While every business is different there are some “typical” elements that you should be capturing when measuring a return on your sponsorship spend.   Here are just a few:

  • Brand Metrics (Awareness, Preference, Selection) – Numerous studies over the years have shown than sponsorships can move the needle for brand metrics when consumers are aware of the sponsorship.  You need to figure out how an increase in any or all of these metrics impacts your revenue?
  • Traditional Media (TV, Radio, Print, etc.) – What’s the traditional media value of the assets and how did they perform against expectations?  This may be the most straight-forward of all of them…
  • Digital Media (Online, Social, Mobile) – Brands have increasingly stressed the need to engage consumer beyond the stadium.  Online, Social and Mobile elements should be part of any activation plan but you should also have a plan for not just tracking but also placing a value on the engagement you get from those elements.
  • Sales Metrics (Both New & Retained) – How many direct sales did your sponsorship deliver, how many customers did it help to retain?  How much money are you saving by keeping the old customers?  How did your sponsorship impact the broader market – the people who knew you were a sponsor but didn’t buy directly or right away.
  • Hospitality – We often measure this in how much did a ticket or the access cost, but you should also consider how valuable the people you’re inviting are and how much additional business you are able to generate from them.
  • Customer Engagement – None of the other metrics matter much if people don’t know that you’re a sponsor of the property.  You should be working to develop activation programs that try to engage the largest possible, relevant audience.
  • Employee Engagement – Do you use you sponsorship to motivate employees?  How much more productivity to you get from employees with higher morale?  Does it have an impact on employee retention?
  • Property Alignment – The property itself can make a difference.  You don’t have to be aligned with the biggest and most popular property in your target market but you should be aligned with the right property.  You need to understand how the property lines up with your target customer, how you’ll fit in with the property’s other sponsors and how good (or difficult) they are to work with.  Any or all of these can impact overall performance.

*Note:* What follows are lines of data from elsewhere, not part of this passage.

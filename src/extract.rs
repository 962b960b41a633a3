//! Source extraction: turns a submitted payload into ordered text segments.
//!
//! [`SourceExtractor`] is a closed set of variants, one per [`SourceKind`],
//! with a single [`extract`](SourceExtractor::extract) capability. Every
//! variant returns segments in reading order with contiguous ordinals, and
//! re-running it on unchanged input yields the same sequence (OCR and fetch
//! results permitting), which is what makes extraction restartable.
//!
//! | Kind | Variant | Notes |
//! |------|---------|-------|
//! | `pdf` | [`PdfExtractor`] | embedded text per page, OCR for scanned pages |
//! | `image` | [`ImageOcrExtractor`] | one segment per OCR region |
//! | `web_page` | [`WebPageExtractor`] | one segment per block element |
//! | `plain_text` | [`PlainTextExtractor`] | one segment per paragraph |
//! | `youtube` | [`TranscriptExtractor`] | one segment per caption snippet |

use std::sync::Arc;
use std::time::Duration;

use study_harness_core::error::ExtractionError;
use study_harness_core::models::{Locator, Provenance, SourceDocument, SourceKind, SourcePayload, TextSegment};
use study_harness_core::services::{HtmlFetcher, OcrEngine, TranscriptApi};

use crate::config::Config;

pub use crate::extract_image::ImageOcrExtractor;
pub use crate::extract_pdf::PdfExtractor;
pub use crate::extract_web::WebPageExtractor;
pub use crate::extract_youtube::TranscriptExtractor;

/// Limits shared by all extractor variants.
#[derive(Debug, Clone)]
pub struct ExtractionSettings {
    pub max_source_bytes: usize,
    pub max_pdf_pages: usize,
    pub ocr_confidence_threshold: f32,
    pub fetch_timeout: Duration,
    pub max_transcript_chars: usize,
    pub transcript_timeout: Duration,
}

impl Default for ExtractionSettings {
    fn default() -> Self {
        Self::from_config(&Config::default())
    }
}

impl ExtractionSettings {
    pub fn from_config(config: &Config) -> Self {
        Self {
            max_source_bytes: config.extraction.max_source_bytes,
            max_pdf_pages: config.extraction.max_pdf_pages,
            ocr_confidence_threshold: config.ocr.confidence_threshold,
            fetch_timeout: Duration::from_secs(config.extraction.fetch_timeout_secs),
            max_transcript_chars: config.youtube.max_transcript_chars,
            transcript_timeout: Duration::from_secs(config.youtube.timeout_secs),
        }
    }
}

pub enum SourceExtractor {
    Pdf(PdfExtractor),
    Image(ImageOcrExtractor),
    WebPage(WebPageExtractor),
    PlainText(PlainTextExtractor),
    YouTube(TranscriptExtractor),
}

impl SourceExtractor {
    /// Build the variant for `kind`.
    pub fn for_kind(
        kind: SourceKind,
        settings: &ExtractionSettings,
        ocr: Arc<dyn OcrEngine>,
        fetcher: Arc<dyn HtmlFetcher>,
        transcripts: Arc<dyn TranscriptApi>,
    ) -> Self {
        match kind {
            SourceKind::Pdf => SourceExtractor::Pdf(PdfExtractor::new(
                ocr,
                settings.max_pdf_pages,
                settings.ocr_confidence_threshold,
            )),
            SourceKind::Image => SourceExtractor::Image(ImageOcrExtractor::new(
                ocr,
                settings.ocr_confidence_threshold,
            )),
            SourceKind::WebPage => {
                SourceExtractor::WebPage(WebPageExtractor::new(fetcher, settings.fetch_timeout))
            }
            SourceKind::PlainText => SourceExtractor::PlainText(PlainTextExtractor),
            SourceKind::YouTube => SourceExtractor::YouTube(TranscriptExtractor::new(
                transcripts,
                settings.max_transcript_chars,
                settings.transcript_timeout,
            )),
        }
    }

    pub fn kind(&self) -> SourceKind {
        match self {
            SourceExtractor::Pdf(_) => SourceKind::Pdf,
            SourceExtractor::Image(_) => SourceKind::Image,
            SourceExtractor::WebPage(_) => SourceKind::WebPage,
            SourceExtractor::PlainText(_) => SourceKind::PlainText,
            SourceExtractor::YouTube(_) => SourceKind::YouTube,
        }
    }

    /// Extract `doc`'s text. An empty result is success.
    pub async fn extract(
        &self,
        doc: &SourceDocument,
        payload: &SourcePayload,
        max_source_bytes: usize,
    ) -> Result<Vec<TextSegment>, ExtractionError> {
        if let SourcePayload::Bytes(bytes) = payload {
            if bytes.len() > max_source_bytes {
                return Err(ExtractionError::TooLarge {
                    size: bytes.len(),
                    limit: max_source_bytes,
                });
            }
        }

        match (self, payload) {
            (SourceExtractor::Pdf(x), SourcePayload::Bytes(bytes)) => {
                x.extract(&doc.id, bytes.clone()).await
            }
            (SourceExtractor::Image(x), SourcePayload::Bytes(bytes)) => x.extract(&doc.id, bytes).await,
            (SourceExtractor::WebPage(x), SourcePayload::Url(url)) => x.extract(&doc.id, url).await,
            // An uploaded .html file: parse it without fetching.
            (SourceExtractor::WebPage(_), SourcePayload::Bytes(bytes)) => {
                Ok(WebPageExtractor::extract_html(&doc.id, &doc.payload_ref, &String::from_utf8_lossy(bytes)))
            }
            (SourceExtractor::PlainText(x), SourcePayload::Bytes(bytes)) => x.extract(&doc.id, bytes),
            (SourceExtractor::YouTube(x), SourcePayload::Url(url)) => x.extract(&doc.id, url).await,
            (SourceExtractor::YouTube(_), SourcePayload::Bytes(_)) => Err(ExtractionError::UnsupportedFormat(
                "youtube sources must be submitted as a video URL".to_string(),
            )),
            (_, SourcePayload::Url(url)) => Err(ExtractionError::UnsupportedFormat(format!(
                "{} sources must be uploaded, got URL {}",
                self.kind(),
                url
            ))),
        }
    }
}

/// UTF-8 text split into paragraphs on blank lines.
pub struct PlainTextExtractor;

impl PlainTextExtractor {
    pub fn extract(&self, document_id: &str, bytes: &[u8]) -> Result<Vec<TextSegment>, ExtractionError> {
        let text = std::str::from_utf8(bytes)
            .map_err(|e| ExtractionError::CorruptSource(format!("not valid UTF-8: {}", e)))?;
        Ok(split_paragraphs(document_id, text.trim_start_matches('\u{feff}')))
    }
}

/// One segment per blank-line separated paragraph.
pub fn split_paragraphs(document_id: &str, text: &str) -> Vec<TextSegment> {
    let mut paragraphs: Vec<String> = Vec::new();
    let mut current: Vec<&str> = Vec::new();
    for line in text.lines() {
        if line.trim().is_empty() {
            if !current.is_empty() {
                paragraphs.push(current.join("\n"));
                current.clear();
            }
        } else {
            current.push(line);
        }
    }
    if !current.is_empty() {
        paragraphs.push(current.join("\n"));
    }

    paragraphs
        .into_iter()
        .enumerate()
        .map(|(i, p)| {
            let i = i as u32;
            TextSegment::new(
                document_id,
                i,
                Provenance::new(Locator::Text { first: i, last: i }),
                p,
            )
        })
        .collect()
}

/// MIME type of an image from its magic bytes.
pub fn image_mime(bytes: &[u8]) -> Option<&'static str> {
    if bytes.starts_with(&[0x89, b'P', b'N', b'G']) {
        Some("image/png")
    } else if bytes.starts_with(&[0xFF, 0xD8, 0xFF]) {
        Some("image/jpeg")
    } else if bytes.starts_with(b"GIF8") {
        Some("image/gif")
    } else if bytes.len() > 12 && &bytes[0..4] == b"RIFF" && &bytes[8..12] == b"WEBP" {
        Some("image/webp")
    } else if bytes.starts_with(b"BM") {
        Some("image/bmp")
    } else if bytes.starts_with(b"II*\0") || bytes.starts_with(b"MM\0*") {
        Some("image/tiff")
    } else {
        None
    }
}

Again, this list isn’t meant to be an all-inclusive list or the right list for every business.  Hopefully, it’s gotten you thinking about how you’re currently measuring your sponsorship ROI and given you some additional ammunition to answer the “$1 to spend” question the next time you’re asked.

This Is Great But How Does This Apply to the Property Side? 

Having worked with hundreds of properties and reviewed thousands of proposals, I can probably count on two hands the number of times a property asked me about how we’re going to measure the results.  By asking the question and gaining an understanding of exactly what the sponsor is going to measure, properties can help themselves by delivering the assets that are going to drive the best results for the sponsor.  A sponsor that can point to a positive ROI on sponsorship spend is more likely to renew or increase their spend than a sponsor that doesn’t have any results to speak of.  Just saying…

Thanks for reading.  Now it’s your turn.  What elements are you measuring to capture sponsorship return?